Hides original data with random characters or figures to protect the actual data while having a functional substitute for occasions when it is not advisable to show sensitive real data.
tDataMasking reads a data set row by row and creates a structurally similar but inauthentic version of the data after having applied specific functions on data fields. It generates one row for each input row.
You will be able to use the functional substitute for purposes such as testing and training. When manipulating Personally Identifiable Information (PII) or Sensitive Personal Data (SPD), you might want to protect and mask this data.
The definition of sensitive data is broad and may differ from one country to the other or from one organization to the other.
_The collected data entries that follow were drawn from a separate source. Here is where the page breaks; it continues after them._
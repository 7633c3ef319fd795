//! Personal-data records.
//!
//! Contact details live in a separate backend (kept apart from the
//! document store for personal-data compliance). Records are keyed by
//! `person_id`, which is the identity provider's uid of the person.

use serde::{Deserialize, Serialize};

/// A personal-data record as returned by the persons backend.
#[derive(Debug, Clone, PartialEq, Eq, Serialize, Deserialize)]
pub struct Person {
    /// Backend row id. Absent on records that have not been created yet.
    #[serde(default, skip_serializing_if = "Option::is_none")]
    pub id: Option<i64>,
    #[serde(rename = "personId")]
    pub person_id: String,
    pub full_name: String,
    #[serde(default, skip_serializing_if = "Option::is_none")]
    pub email: Option<String>,
    #[serde(default, skip_serializing_if = "Option::is_none")]
    pub phone: Option<String>,
    #[serde(default, skip_serializing_if = "Option::is_none")]
    pub telegram: Option<String>,
    #[serde(default, skip_serializing_if = "Option::is_none")]
    pub whatsapp: Option<String>,
    #[serde(default, skip_serializing_if = "Option::is_none")]
    pub vk: Option<String>,
}

impl Person {
    pub fn new(person_id: impl Into<String>, full_name: impl Into<String>) -> Self {
        Self {
            id: None,
            person_id: person_id.into(),
            full_name: full_name.into(),
            email: None,
            phone: None,
            telegram: None,
            whatsapp: None,
            vk: None,
        }
    }

    /// Apply a patch in place. Fields absent from the patch are untouched.
    pub fn apply(&mut self, patch: &PersonPatch) {
        if let Some(v) = &patch.full_name {
            self.full_name = v.clone();
        }
        if let Some(v) = &patch.email {
            self.email = Some(v.clone());
        }
        if let Some(v) = &patch.phone {
            self.phone = Some(v.clone());
        }
        if let Some(v) = &patch.telegram {
            self.telegram = Some(v.clone());
        }
        if let Some(v) = &patch.whatsapp {
            self.whatsapp = Some(v.clone());
        }
        if let Some(v) = &patch.vk {
            self.vk = Some(v.clone());
        }
    }
}

/// Partial update for a [`Person`]. Only `Some` fields are sent.
#[derive(Debug, Clone, Default, PartialEq, Eq, Serialize, Deserialize)]
pub struct PersonPatch {
    #[serde(default, skip_serializing_if = "Option::is_none")]
    pub full_name: Option<String>,
    #[serde(default, skip_serializing_if = "Option::is_none")]
    pub email: Option<String>,
    #[serde(default, skip_serializing_if = "Option::is_none")]
    pub phone: Option<String>,
    #[serde(default, skip_serializing_if = "Option::is_none")]
    pub telegram: Option<String>,
    #[serde(default, skip_serializing_if = "Option::is_none")]
    pub whatsapp: Option<String>,
    #[serde(default, skip_serializing_if = "Option::is_none")]
    pub vk: Option<String>,
}

impl PersonPatch {
    pub fn is_empty(&self) -> bool {
        self == &Self::default()
    }
}
//! Validation errors for domain primitives.

use thiserror::Error;

/// A value was rejected by a validating constructor.
#[derive(Error, Debug, Clone, PartialEq, Eq)]
pub enum ValidationError {
    /// Document identifiers must be non-empty and must not contain `/`.
    #[error("invalid document id {0:?}: must be non-empty and contain no '/'")]
    InvalidDocumentId(String),

    /// Provider-issued user ids must be non-empty.
    #[error("invalid auth uid {0:?}: must be non-empty")]
    InvalidAuthUid(String),
}
//! Opaque pagination cursors.
//!
//! A cursor records the sort-key values and id of the last document of a
//! page. It is only meaningful for the ordering it was produced under;
//! presenting it to a query with a different number of sort keys is
//! rejected.

use std::fmt;
use std::str::FromStr;

use base64::engine::general_purpose::URL_SAFE_NO_PAD;
use base64::Engine;
use crewdesk_core::DocumentId;
use serde::{Deserialize, Deserializer, Serialize, Serializer};
use serde_json::Value;

use crate::error::StoreError;

#[derive(Debug, Clone, PartialEq, Serialize, Deserialize)]
struct CursorBody {
    #[serde(rename = "v")]
    values: Vec<Value>,
    id: DocumentId,
}

/// Position just after a document in a fixed ordering.
#[derive(Debug, Clone, PartialEq)]
pub struct Cursor {
    body: CursorBody,
}

impl Cursor {
    pub fn new(values: Vec<Value>, id: DocumentId) -> Self {
        Self {
            body: CursorBody { values, id },
        }
    }

    /// Sort-key values of the document, one per explicit ordering.
    pub fn values(&self) -> &[Value] {
        &self.body.values
    }

    pub fn id(&self) -> &DocumentId {
        &self.body.id
    }

    /// URL-safe token form.
    pub fn encode(&self) -> String {
        // Serializing a Vec<Value> and a string cannot fail.
        let json = serde_json::to_vec(&self.body).unwrap_or_default();
        URL_SAFE_NO_PAD.encode(json)
    }

    pub fn decode(token: &str) -> Result<Self, StoreError> {
        let bytes = URL_SAFE_NO_PAD
            .decode(token.trim())
            .map_err(|e| StoreError::InvalidCursor(format!("not base64url: {e}")))?;
        let body: CursorBody = serde_json::from_slice(&bytes)
            .map_err(|e| StoreError::InvalidCursor(format!("unreadable payload: {e}")))?;
        Ok(Self { body })
    }
}

impl fmt::Display for Cursor {
    fn fmt(&self, f: &mut fmt::Formatter<'_>) -> fmt::Result {
        f.write_str(&self.encode())
    }
}

impl FromStr for Cursor {
    type Err = StoreError;

    fn from_str(s: &str) -> Result<Self, Self::Err> {
        Self::decode(s)
    }
}

impl Serialize for Cursor {
    fn serialize<S: Serializer>(&self, serializer: S) -> Result<S::Ok, S::Error> {
        serializer.serialize_str(&self.encode())
    }
}

impl<'de> Deserialize<'de> for Cursor {
    fn deserialize<D: Deserializer<'de>>(deserializer: D) -> Result<Self, D::Error> {
        let token = String::deserialize(deserializer)?;
        Self::decode(&token).map_err(serde::de::Error::custom)
    }
}

#[cfg(test)]
mod tests {
    use super::*;
    use serde_json::json;

    #[test]
    fn token_decodes_to_the_same_position() {
        let cursor = Cursor::new(vec![json!("2024-05-01"), json!(3)], DocumentId::new("o-7").unwrap());
        let token = cursor.to_string();
        assert!(!token.contains('='));
        assert!(!token.contains('/'));
        assert_eq!(token.parse::<Cursor>().unwrap(), cursor);
    }

    #[test]
    fn garbage_tokens_are_rejected() {
        let empty_id = URL_SAFE_NO_PAD.encode(br#"{"v":[],"id":""}"#);
        for token in ["***", "e30", empty_id.as_str()] {
            assert!(matches!(
                Cursor::decode(token),
                Err(StoreError::InvalidCursor(_))
            ), "{token}");
        }
    }

    #[test]
    fn serde_uses_the_token_form() {
        let cursor = Cursor::new(vec![], DocumentId::new("a").unwrap());
        let json = serde_json::to_value(&cursor).unwrap();
        assert_eq!(json, Value::String(cursor.encode()));
        let back: Cursor = serde_json::from_value(json).unwrap();
        assert_eq!(back, cursor);
    }
}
Basically, sensitive data can be personal information or business information which includes anything that poses a risk to the person or company in question.
Globally, Credit/Debit card data for example is considered to be sensitive. Sensitive data is any piece of information that can be used to identify or locate a person. A non-exhaustive list of personal sensitive data may include: first and last names, email addresses, addresses, Social Social Number (SSN), credit card numbers, bank account numbers, race, gender, date of birth, salary and geolocation combined with time.
For further information about personal sensitive data, see Personally Identifiable Information.
Also, business sensitive data may include trade secrets, acquisition plans, financial data and customer information, among other possibilities.
In local mode, Apache Spark 2.4.0 and later versions are supported.
This component is not shipped with your Talend Studio by default. You need to install it using the Feature Manager. For more information, see Installing features using the Feature Manager.
For more technologies supported by Talend, see Talend components.
Depending on the Talend product you are using, this component can be used in one, some or all of the following Job frameworks:
Standard: see tDataMasking Standard properties.
The component in this framework is available in Talend Data Management Platform, Talend Big Data Platform, Talend Real Time Big Data Platform, Talend Data Services Platform, and in Talend Data Fabric.
Spark Batch: see tDataMasking properties for Apache Spark Batch.
The component in this framework is available in all Talend Platform products with Big Data and in Talend Data Fabric.
Spark Streaming: see tDataMasking properties for Apache Spark Streaming.
This component is available in Talend Real Time Big Data Platform and Talend Data Fabric.